One would have a hard time walking outside without hearing the sounds of animals calling. Birds chirp back and forth during the day, and as night falls, frogs and insects call to defend territory and attract potential mates. For several decades, biologists have studied these calls with great interest, drawing important lessons about the evolution of animal displays and speciation processes. But animal calls can be much more than we previously thought.
A new study appears in the Journal of Experimental Biology from Dr. Michael Caldwell and student researchers at Gettysburg College show that the calls of red-eyed tree frogs not only send sounds through the air, but also send vibrations through the plants. Additionally, these plant vibrations significantly alter the message other frogs receive. The researchers played sounds and vibrations produced by male calls to other red-eyed tree frogs surrounding a rainforest pond in Panama. They found that female frogs were more than twice as likely to choose a potential mate’s calls when those calls contained both sound and vibration, and male frogs were far more aggressive and displayed a wider range of aggressive displays when exposed to the generated vibrations can feel the calls of their rivals.
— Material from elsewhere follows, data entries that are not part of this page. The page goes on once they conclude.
//! Integration tests for gcsfile

use gcsfile::{
    open_reader_with_client, open_writer_with_client, BlobFile, ClientOptions, CloudError, Context,
    DynObjectStore, FileConfig, ObjectLocation, ReadHandle, ReadStop, Result, SeekPolicy,
    StorageClient, StoreProvider, WriteHandle,
};
use gcsfile_testing::{
    init_tracing, read_object, sample_bytes, seed_object, text_lines, FaultyStore,
    FragmentingStore, TEST_BUCKET, TEST_PROJECT,
};
use object_store::memory::InMemory;
use std::io::{ErrorKind, Read, Seek, SeekFrom, Write};
use std::sync::atomic::{AtomicBool, Ordering};
use std::sync::Arc;
use std::time::Duration;

fn client_over(store: Arc<DynObjectStore>) -> StorageClient {
    StorageClient::from_buckets(TEST_PROJECT, [(TEST_BUCKET, store)], ClientOptions::default())
        .unwrap()
}

fn memory_client() -> (StorageClient, Arc<InMemory>) {
    let store = Arc::new(InMemory::new());
    let shared: Arc<DynObjectStore> = store.clone();
    (client_over(shared), store)
}

fn location(path: &str) -> ObjectLocation {
    ObjectLocation::new(TEST_PROJECT, TEST_BUCKET, path).unwrap()
}

#[test]
fn test_write_and_read() {
    init_tracing();
    let (client, _store) = memory_client();
    let ctx = Context::background();
    let test_data = b"Hello, gcsfile! This is a test.";

    let mut writer =
        open_writer_with_client(&ctx, &client, TEST_PROJECT, TEST_BUCKET, "test/file.txt").unwrap();
    writer.write_all(test_data).unwrap();
    writer.close().unwrap();

    let mut reader =
        open_reader_with_client(&ctx, &client, TEST_PROJECT, TEST_BUCKET, "test/file.txt").unwrap();
    let mut buffer = Vec::new();
    reader.read_to_end(&mut buffer).unwrap();
    reader.close().unwrap();

    assert_eq!(buffer, test_data);
}

#[test]
fn test_large_roundtrip_with_multipart() {
    let (client, _store) = memory_client();
    let ctx = Context::background();
    let test_data = sample_bytes(3 * 1024 * 1024 + 17);

    let config = FileConfig {
        write_buffer_size: 256 * 1024,
        multipart_threshold: 1024 * 1024,
        ..Default::default()
    };
    let mut writer = WriteHandle::create_shared(&ctx, &client, location("large.bin"), config).unwrap();
    writer.write_all(&test_data).unwrap();
    assert_eq!(writer.bytes_written(), test_data.len() as u64);
    writer.close().unwrap();

    let mut reader =
        ReadHandle::open_shared(&ctx, &client, location("large.bin"), FileConfig::default()).unwrap();
    assert_eq!(reader.size(), test_data.len());
    let mut buffer = Vec::new();
    reader.read_to_end(&mut buffer).unwrap();
    assert_eq!(buffer, test_data);
}

#[test]
fn test_short_pulls_are_masked() {
    let inner = Arc::new(InMemory::new());
    seed_object(&*inner, "frag.txt", b"0123456789ABCDEFGHIJ").unwrap();
    let client = client_over(Arc::new(FragmentingStore::new(inner, 1)));

    let mut reader =
        open_reader_with_client(&Context::background(), &client, TEST_PROJECT, TEST_BUCKET, "frag.txt")
            .unwrap();

    let mut buf = [0u8; 10];
    let outcome = reader.read_full(&mut buf);
    assert_eq!(outcome.len, 10);
    assert!(outcome.stop.is_none());
    assert_eq!(&buf, b"0123456789");

    // std::io::Read fills the whole buffer as well
    assert_eq!(reader.read(&mut buf).unwrap(), 10);
    assert_eq!(&buf, b"ABCDEFGHIJ");
}

#[test]
fn test_oversized_buffer_returns_short_count_and_end() {
    let inner = Arc::new(InMemory::new());
    let data = text_lines(20);
    seed_object(&*inner, "lines.txt", &data).unwrap();
    let client = client_over(Arc::new(FragmentingStore::new(inner, 7)));

    let mut reader =
        open_reader_with_client(&Context::background(), &client, TEST_PROJECT, TEST_BUCKET, "lines.txt")
            .unwrap();

    let mut buf = vec![0u8; data.len() * 2];
    let outcome = reader.read_full(&mut buf);
    assert_eq!(outcome.len, data.len());
    assert!(outcome.is_end_of_stream());
    assert_eq!(&buf[..outcome.len], &data[..]);

    let again = reader.read_full(&mut buf);
    assert_eq!(again.len, 0);
    assert!(again.is_end_of_stream());

    let mut buf = [0u8; 4];
    assert_eq!(reader.read(&mut buf).unwrap(), 0);
}

#[test]
fn test_failure_after_partial_read() {
    let inner = Arc::new(InMemory::new());
    seed_object(&*inner, "broken.bin", &sample_bytes(100)).unwrap();
    let client = client_over(Arc::new(FaultyStore::failing_downloads_after(inner, 40)));

    let mut reader =
        open_reader_with_client(&Context::background(), &client, TEST_PROJECT, TEST_BUCKET, "broken.bin")
            .unwrap();

    let mut buf = [0u8; 64];
    let outcome = reader.read_full(&mut buf);
    assert_eq!(outcome.len, 40);
    assert!(matches!(
        outcome.stop,
        Some(ReadStop::Failed(CloudError::ObjectStore(object_store::Error::Generic { .. })))
    ));
}

#[test]
fn test_io_read_defers_error_after_partial_data() {
    let inner = Arc::new(InMemory::new());
    seed_object(&*inner, "broken.bin", &sample_bytes(100)).unwrap();
    let client = client_over(Arc::new(FaultyStore::failing_downloads_after(inner, 40)));

    let mut reader =
        open_reader_with_client(&Context::background(), &client, TEST_PROJECT, TEST_BUCKET, "broken.bin")
            .unwrap();

    let mut buf = [0u8; 64];
    assert_eq!(reader.read(&mut buf).unwrap(), 40);
    assert_eq!(&buf[..40], &sample_bytes(100)[..40]);

    let err = reader.read(&mut buf).unwrap_err();
    let inner = err.into_inner().unwrap().downcast::<CloudError>().unwrap();
    assert!(matches!(*inner, CloudError::ObjectStore(object_store::Error::Generic { .. })));
}

#[test]
fn test_missing_object_fails_to_open() {
    let (client, _store) = memory_client();
    let result =
        open_reader_with_client(&Context::background(), &client, TEST_PROJECT, TEST_BUCKET, "absent");

    let err = result.unwrap_err();
    assert!(err.is_not_found());
    assert!(matches!(err, CloudError::ObjectStore(object_store::Error::NotFound { .. })));
}

#[test]
fn test_missing_bucket_fails_to_open() {
    let (client, _store) = memory_client();
    let err = open_writer_with_client(&Context::background(), &client, TEST_PROJECT, "other", "x")
        .unwrap_err();
    assert!(matches!(err, CloudError::BucketNotFound(ref b) if b == "other"));
}

#[test]
fn test_shared_client_survives_close() {
    let (client, _store) = memory_client();
    let ctx = Context::background();

    let mut writer = open_writer_with_client(&ctx, &client, TEST_PROJECT, TEST_BUCKET, "a.txt").unwrap();
    assert!(!writer.owns_client());
    writer.write_all(b"first").unwrap();
    writer.close().unwrap();

    // The caller's client keeps working after the handle is gone.
    assert!(!client.is_closed());
    let mut reader = open_reader_with_client(&ctx, &client, TEST_PROJECT, TEST_BUCKET, "a.txt").unwrap();
    reader.close().unwrap();

    let bucket = client.bucket(TEST_BUCKET).unwrap();
    let mut stream = bucket.object("a.txt").unwrap().new_reader(&ctx).unwrap();
    let mut buf = [0u8; 5];
    assert_eq!(stream.read(&mut buf).unwrap(), 5);
    assert_eq!(&buf, b"first");

    client.close().unwrap();
}

#[test]
fn test_owned_client_closed_with_handle() {
    let (client, store) = memory_client();
    seed_object(&*store, "owned.txt", b"payload").unwrap();
    let ctx = Context::background();

    let reader = ReadHandle::open_owned(&ctx, client, location("owned.txt"), FileConfig::default())
        .unwrap();
    assert!(reader.owns_client());
    let bucket = reader.bucket().clone();
    reader.close().unwrap();

    let err = bucket.object("owned.txt").unwrap().new_reader(&ctx).unwrap_err();
    assert!(matches!(err, CloudError::ClientClosed));
}

#[test]
fn test_owned_writer_closes_client() {
    let (client, store) = memory_client();
    let ctx = Context::background();

    let mut writer = WriteHandle::create_owned(&ctx, client, location("w.txt"), FileConfig::default())
        .unwrap();
    writer.write_all(b"data").unwrap();
    let bucket = writer.bucket().clone();
    writer.close().unwrap();

    assert_eq!(read_object(&*store, "w.txt").unwrap(), b"data");
    assert!(matches!(
        bucket.object("w.txt").unwrap().new_writer(&ctx, &FileConfig::default()),
        Err(CloudError::ClientClosed)
    ));
}

#[derive(Debug)]
struct TrackingProvider {
    store: Arc<DynObjectStore>,
    shut_down: Arc<AtomicBool>,
}

impl StoreProvider for TrackingProvider {
    fn resolve(&self, _bucket: &str) -> Result<Arc<DynObjectStore>> {
        Ok(Arc::clone(&self.store))
    }

    fn shutdown(&self) -> Result<()> {
        self.shut_down.store(true, Ordering::SeqCst);
        Ok(())
    }
}

#[test]
fn test_close_is_fail_fast() {
    let shut_down = Arc::new(AtomicBool::new(false));
    let provider = TrackingProvider {
        store: Arc::new(FaultyStore::failing_uploads(Arc::new(InMemory::new()))),
        shut_down: shut_down.clone(),
    };
    let client =
        StorageClient::with_provider(TEST_PROJECT, Box::new(provider), ClientOptions::default())
            .unwrap();

    let ctx = Context::background();
    let mut writer = WriteHandle::create_owned(&ctx, client, location("f.txt"), FileConfig::default())
        .unwrap();
    writer.write_all(b"never lands").unwrap();

    let err = writer.close().unwrap_err();
    assert!(matches!(err, CloudError::ObjectStore(object_store::Error::Generic { .. })));
    // The stream failed to close, so the owned client was never closed.
    assert!(!shut_down.load(Ordering::SeqCst));
}

#[test]
fn test_owned_close_shuts_provider_down() {
    let shut_down = Arc::new(AtomicBool::new(false));
    let provider = TrackingProvider {
        store: Arc::new(InMemory::new()),
        shut_down: shut_down.clone(),
    };
    let client =
        StorageClient::with_provider(TEST_PROJECT, Box::new(provider), ClientOptions::default())
            .unwrap();

    let writer = WriteHandle::create_owned(
        &Context::background(),
        client,
        location("ok.txt"),
        FileConfig::default(),
    )
    .unwrap();
    writer.close().unwrap();
    assert!(shut_down.load(Ordering::SeqCst));
}

#[test]
fn test_seek_never_repositions() {
    let (client, store) = memory_client();
    let data = text_lines(10);
    seed_object(&*store, "seek.txt", &data).unwrap();

    let mut reader =
        open_reader_with_client(&Context::background(), &client, TEST_PROJECT, TEST_BUCKET, "seek.txt")
            .unwrap();

    let mut head = [0u8; 5];
    reader.read_exact(&mut head).unwrap();

    for pos in [
        SeekFrom::Start(0),
        SeekFrom::Start(500),
        SeekFrom::Current(-3),
        SeekFrom::Current(42),
        SeekFrom::End(-10),
    ] {
        assert_eq!(reader.seek(pos).unwrap(), 0);
    }

    // Reading continues exactly where it left off.
    let mut rest = Vec::new();
    reader.read_to_end(&mut rest).unwrap();
    assert_eq!(&head[..], &data[..5]);
    assert_eq!(rest, &data[5..]);
}

#[test]
fn test_reject_policy_reports_unsupported() {
    let (client, _store) = memory_client();
    let config = FileConfig {
        seek: SeekPolicy::Reject,
        ..Default::default()
    };
    let mut writer =
        WriteHandle::create_shared(&Context::background(), &client, location("r.bin"), config)
            .unwrap();
    let err = writer.seek(SeekFrom::Start(8)).unwrap_err();
    assert_eq!(err.kind(), ErrorKind::Unsupported);
}

#[test]
fn test_siblings_share_client_without_owning_it() {
    let (client, store) = memory_client();
    seed_object(&*store, "part-0.parquet", b"zero").unwrap();
    seed_object(&*store, "part-1.parquet", b"one").unwrap();
    let ctx = Context::background();

    let first = ReadHandle::open_owned(&ctx, client, location("part-0.parquet"), FileConfig::default())
        .unwrap();

    let mut sibling = first.open("part-1.parquet").unwrap();
    assert!(!sibling.owns_client());
    assert_eq!(sibling.location().bucket(), TEST_BUCKET);
    let mut content = String::new();
    sibling.read_to_string(&mut content).unwrap();
    sibling.close().unwrap();

    let mut output = first.create("summary.txt").unwrap();
    output.write_all(content.as_bytes()).unwrap();
    output.close().unwrap();

    // Closing siblings left the client alone; the owner still closes it.
    let bucket = first.bucket().clone();
    bucket.object("summary.txt").unwrap().new_reader(&ctx).unwrap();
    first.close().unwrap();
    assert!(matches!(
        bucket.object("summary.txt").unwrap().new_reader(&ctx),
        Err(CloudError::ClientClosed)
    ));
    assert_eq!(read_object(&*store, "summary.txt").unwrap(), b"one");
}

#[test]
fn test_expired_context_fails_open() {
    let (client, store) = memory_client();
    seed_object(&*store, "late.txt", b"x").unwrap();

    let ctx = Context::background().with_timeout(Duration::from_millis(1));
    std::thread::sleep(Duration::from_millis(5));

    let err = open_reader_with_client(&ctx, &client, TEST_PROJECT, TEST_BUCKET, "late.txt")
        .unwrap_err();
    assert!(matches!(err, CloudError::DeadlineExceeded));
}

#[test]
fn test_cancellation_stops_reads() {
    let (client, store) = memory_client();
    seed_object(&*store, "c.txt", &sample_bytes(64)).unwrap();
    let parent = Context::background();
    let ctx = parent.child();

    let mut reader = ReadHandle::open_shared(&ctx, &client, location("c.txt"), FileConfig::default())
        .unwrap();
    parent.cancel();

    let mut buf = [0u8; 8];
    let err = reader.read(&mut buf).unwrap_err();
    let inner = err.into_inner().unwrap().downcast::<CloudError>().unwrap();
    assert!(matches!(*inner, CloudError::Cancelled));
}

#[test]
fn test_location_parsed_from_url() {
    let (client, _store) = memory_client();
    let loc = ObjectLocation::parse(TEST_PROJECT, &format!("gs://{}/nested/obj.bin", TEST_BUCKET))
        .unwrap();

    let mut writer =
        WriteHandle::create_shared(&Context::background(), &client, loc.clone(), FileConfig::default())
            .unwrap();
    writer.write_all(b"via url").unwrap();
    writer.close().unwrap();

    let reader =
        ReadHandle::open_shared(&Context::background(), &client, loc, FileConfig::default()).unwrap();
    assert_eq!(reader.size(), 7);
    assert_eq!(reader.location().to_string(), format!("gs://{}/nested/obj.bin", TEST_BUCKET));
}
“It really changes the way we look at things,” says Caldwell. “If we want to know how a call works, we can no longer just look at the sound it makes. We must at least consider the role that the associated vibrations play in conveying the message.”
Because vibrations are inevitably excited on any surface a calling animal touches, the authors of the new study suggest that many more species are likely communicating with similar “bimodal acoustic calls” that are simultaneously made by both airborne and plant, soil and , or waterborne vibrations.
“There is no reason to suspect that bimodal acoustic calls are limited to red-eyed tree frogs. In fact, we know they’re not,” says Caldwell, who points out that researchers at UCLA and the University of Texas report similar results with distantly related frog species, and elephants and several insect species have been shown to communicate in this way. “For decades,” says Caldwell, “we just didn’t know what to look for, but with a growing scientific interest in vibrational communication, all that is changing rapidly.”
This new focus on animal calls that work through both sound and vibration could set the stage for major advances in the study of signal development. One potential impact, highlighted by the Gettysburg College team, is that “we might even learn new things about sound signals that we thought we understood.” This is because both the sound and vibration components of bimodal acoustic signals are jointly generated by the same organs. The choices made by one of the components of the call will inevitably shape the development of the others.
The red-eyed tree frog is one of the most photographed species on the planet, making these results all the more unexpected. “It turns out that we still have a lot to learn about animal behavior,” reports Dr. Caldwell. “We hear animal calls so often that we tune out most, but if we look at the world from the perspective of a frog, a species much more sensitive to vibration than humans, it quickly becomes clear that we have a large part of what.” they say to each other, overlooked.”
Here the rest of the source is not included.